International Journal of Academic Management Science Research (IJAMSR)
  Year: 2019 | Volume: 3 | Issue: 5 | Page No.: 37-43
Stochastic Inventory Model for the Global Supply Chain Problem
Kizito Paul Mubiru, Senfuka Christopher, Maureen N Ssempijja

Abstract:
We consider a single-item three-echelon global supply chain problem; consisting of manufacturing plants in worldwide locations. The item marketers consist of major distributors, wholesalers, and retailers at the respective locations.. Associated with each echelon at the respective location is stochastic stationary demand of item; where inventory replenishment periods are uniformly fixed over the echelons. Considering on-hand inventory positions of item, we determine the total inventory cost matrix for echelons; representing the long run measure of performance or the markov decision process problem.
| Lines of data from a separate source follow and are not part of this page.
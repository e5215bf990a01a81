mod cli;
mod config;
mod input;
mod locate;
mod output;
mod pipeline;

use std::io::{self, BufWriter};
use std::path::PathBuf;
use std::process::ExitCode;

use anyhow::Result;
use clap::Parser;
use tracing::{error, info, warn};

use fs_rules::{loader, RuleKind, RuleTable};

use crate::cli::Cli;
use crate::config::Config;
use crate::pipeline::Pipeline;

/// Load the rule table, reporting whether the source was usable.
///
/// A failure never stops the run: the empty table makes every path fall back
/// to the default resolution.
fn load_table(rules_path: Option<PathBuf>) -> (RuleTable, bool) {
    let Some(path) = rules_path else {
        return (RuleTable::empty(), false);
    };

    match loader::try_load_rules(&path) {
        // Skipped lines were already logged by the loader.
        Ok(report) => (report.table, true),
        Err(e) => {
            warn!(
                path = %path.display(),
                error = %e,
                "rules file could not be loaded; every path gets the default"
            );
            (RuleTable::empty(), false)
        }
    }
}

/// Exit status once every path has been written.
fn exit_code(loaded: bool, cfg: &Config) -> ExitCode {
    if !loaded && cfg.rules_failure_is_fatal() {
        error!("rules file is required but could not be loaded and no default policy is set");
        return ExitCode::FAILURE;
    }
    ExitCode::SUCCESS
}

fn main() -> Result<ExitCode> {
    // 1. Parse CLI args.
    let cli = Cli::parse();

    // 2. Load settings, then merge CLI overrides.
    let mut cfg = config::load(&cli.config)?;

    if let Some(ref rules) = cli.rules {
        cfg.rules_file = Some(rules.clone());
    }
    if let Some(format) = cli.format {
        cfg.output.format = format;
    }
    if cli.require_rules {
        cfg.require_rules = true;
    }
    if let Some(ref level) = cli.log_level {
        cfg.logging.level = level.clone();
    }

    // 3. Init tracing-subscriber with JSON format on stderr; stdout carries
    //    the results.
    let env_filter = tracing_subscriber::EnvFilter::try_from_default_env()
        .unwrap_or_else(|_| tracing_subscriber::EnvFilter::new(&cfg.logging.level));

    tracing_subscriber::fmt()
        .json()
        .with_env_filter(env_filter)
        .with_target(true)
        .with_writer(io::stderr)
        .init();

    // 4. Locate and load the rule table.
    let rules_path = match cfg.rules_file.clone() {
        Some(path) => Some(path),
        None => match locate::rules_beside_current_exe() {
            Ok(path) => Some(path),
            Err(e) => {
                warn!(error = %e, "cannot locate rules file beside executable");
                None
            }
        },
    };
    let (table, loaded) = load_table(rules_path.clone());

    info!(
        config_file = %cli.config.display(),
        rules_file = ?rules_path,
        loaded,
        dirs = table.dirs().len(),
        files = table.files().len(),
        "rule table ready"
    );

    // 5. Resolve every path from stdin.
    let pipeline = Pipeline::new(&table, cfg.output.format).with_base_modes(
        cfg.base_mode(RuleKind::File),
        cfg.base_mode(RuleKind::Directory),
    );
    let stdin = io::stdin();
    let stdout = io::stdout();
    let stats = pipeline.run(stdin.lock(), BufWriter::new(stdout.lock()))?;

    info!(
        entries = stats.entries,
        matched = stats.matched,
        blank = stats.blank,
        "all paths resolved"
    );

    // 6. Exit status.
    Ok(exit_code(loaded, &cfg))
}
We formulate a finite-state markov decision process model where states of a markov chain represent possible states of demand. The objective is to determine over each echelon of the selected location; an optimal inventory replenishment policy of item so that the long run inventory costs are minimized for the given state of demand. The decisions of replenishing versus not replenishing additional units of item are made using dynamic programming over a finite period planning horizon. We present a numerical example for illustrative purposes. The model demonstrates the existence of an optimal state-dependent inventory replenishment policy and costs of item over the echelons and locations of the global supply chain network.